BACKGROUND & OBJECTIVE: Endoglin is a marker of tumor angiogenesis. Increasing evidences proved that passive immunotherapy with anti-endoglin monoclonal antibody can effectively inhibit tumor growth, and xenogeneic homologous DNA vaccine can inhibit cross antitumor immunity. This study was to explore the inhibitory effect of a DNA vaccine encoding the extracellular domain of porcine endoglin (ppEDG) on tumor growth in a mouse colon carcinoma model.

METHODS

ppEDG was used as a DNA vaccine to actively immunize the colon carcinoma-bearing mice. Tumor volume and survival rate of the mice were observed in 3-day intervals. Microvessel density (MVD) was detected by immunohistochemistry; antibodies against self-endoglin were detected by Western blot and ELISA; the B cells that secrete auto-antibodies against self-endoglin were detected by ELISPOT assay.

RESULTS

Eighteen days after tumor cell inoculation, the tumor volume was significantly smaller in ppEDG-immunized group than in empty plasmid (e-p) group and normal saline (NS) group (P<0.05), and the survival time was significantly longer in ppEDG-immunized group than in the control groups (P<0.001). MVD was significantly lower in ppEDG-immunized group than in e-p group and NS group (19.2+/-4.5 vs. 76.9+/-14.4 and 81.4+/-16.9, P<0.001). The antibodies against self-endoglin were identified in ppEDG-immunized group; the major subtypes were IgG(1) and IgG(2b).
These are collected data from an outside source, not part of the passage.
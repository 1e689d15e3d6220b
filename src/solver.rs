//! Lookahead SAT solver in the style of March.
//!
//! The solver decides satisfiability of a CNF formula by combining
//! heuristic pre-selection of candidate variables, unit propagation over
//! specialised binary/ternary/n-ary clause representations, one- and
//! two-step lookahead probes ranked by a weighted count of new binary
//! clauses, strongly-connected-component analysis of the binary
//! implication graph, and autarky detection.
//!
//! Truth is tracked with level stamps rather than a decision-level trail:
//! a literal is fixed at level `L` iff its variable's stamp is at least
//! `L`. Permanent assignments use the [`C_FIXED_TRUTH`] sentinel;
//! lookahead probes assign at strictly smaller, even levels so that
//! leaving a probe makes its assignments invisible without any undo work
//! beyond truncating the trail.
//!
//! ## References
//!
//! - Knuth, "The Art of Computer Programming" pre-fascicle 6a, sat11
//! - Heule et al., the March solver family
//! - Z3's `sat/sat_lookahead.cpp`

use crate::clause::{ClauseAllocator, ClauseOffset, Ternary};
use crate::config::Config;
use crate::error::Result;
use crate::extension::Extension;
use crate::literal::{LBool, Lit, Var};
use crate::model::Model;
use crate::proof::ProofSink;
use crate::resource::ResourceManager;
use crate::scc::DfsInfo;
use crate::varset::VarSet;
use crate::watch::{erase_clause_watch, Watched};
use rustc_hash::FxHashSet;
use smallvec::SmallVec;
use std::fmt;
use tracing::{debug, info, trace};

/// Level stamp of permanent assignments. Lookahead levels are strictly
/// smaller and, like this sentinel, always even.
pub(crate) const C_FIXED_TRUTH: u32 = u32::MAX - 1;

/// Propagation behaviour selector.
#[derive(Debug, Clone, Copy, PartialEq, Eq)]
pub(crate) enum Mode {
    /// Permanent assignments; reduced clauses become dynamic binaries.
    Searching,
    /// One-step probe; reductions feed the weighted-new-binaries score.
    Lookahead1,
    /// Two-step probe; reductions are ignored.
    Lookahead2,
}

/// Entry of the lookahead table: a literal and its even level offset.
#[derive(Debug, Clone, Copy)]
pub(crate) struct LookaheadEntry {
    pub lit: Lit,
    pub offset: u32,
}

/// A pre-selection candidate.
#[derive(Debug, Clone, Copy)]
pub(crate) struct Candidate {
    pub var: Var,
    pub rating: f64,
}

/// Per-literal probe bookkeeping.
#[derive(Debug, Clone, Copy, Default)]
pub(crate) struct LitInfo {
    /// Accumulated weighted-new-binaries score.
    pub wnb: f64,
    /// istamp epoch in which double lookahead was disabled.
    pub double_lookahead: u32,
}

/// Per-variable branch freshness key.
#[derive(Debug, Clone, Copy, Default)]
pub(crate) struct VarPrefix {
    pub prefix: u64,
    pub length: u32,
}

/// Result of a completed search.
#[derive(Debug, Clone, Copy, PartialEq, Eq)]
pub enum SolverResult {
    /// A satisfying assignment was found.
    Sat,
    /// The formula is unsatisfiable.
    Unsat,
}

/// A variable equivalence extracted by [`Lookahead::scc`].
#[derive(Debug, Clone, Copy, PartialEq, Eq)]
pub struct Equivalence {
    /// The variable to substitute.
    pub var: Var,
    /// The literal it is equivalent to.
    pub root: Lit,
}

/// Solver statistics.
#[derive(Debug, Clone, Default)]
pub struct Stats {
    /// Permanent assignments made while searching.
    pub propagations: u64,
    /// Decisions taken by the search driver.
    pub decisions: u64,
    /// Dynamic binary clauses added.
    pub add_binary: u64,
    /// Dynamic binary clauses removed on backtracking.
    pub del_binary: u64,
    /// Ternary clauses attached.
    pub add_ternary: u64,
    /// Ternary clauses detached.
    pub del_ternary: u64,
    /// Windfall binaries recorded by successful probes.
    pub windfall_binaries: u64,
    /// Literals fixed by the autarky check.
    pub autarky_propagations: u64,
    /// Equivalences recorded by the autarky check.
    pub autarky_equivalences: u64,
    /// Literals fixed by double lookahead.
    pub double_lookahead_propagations: u64,
    /// Double lookahead rounds run.
    pub double_lookahead_rounds: u64,
}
The auto-antibody-producing B cells were much more in ppEDG-immunized group than in e-p group and NS group (82.5+/-14.1 vs. 3.6+/-1.3 and 4.7+/-2.0, P<0.001).

CONCLUSION

ppEDG DNA vaccine could induce the production of auto-antibodies against self-endoglin, which further inhibit angiogenesis and growth of colon carcinoma.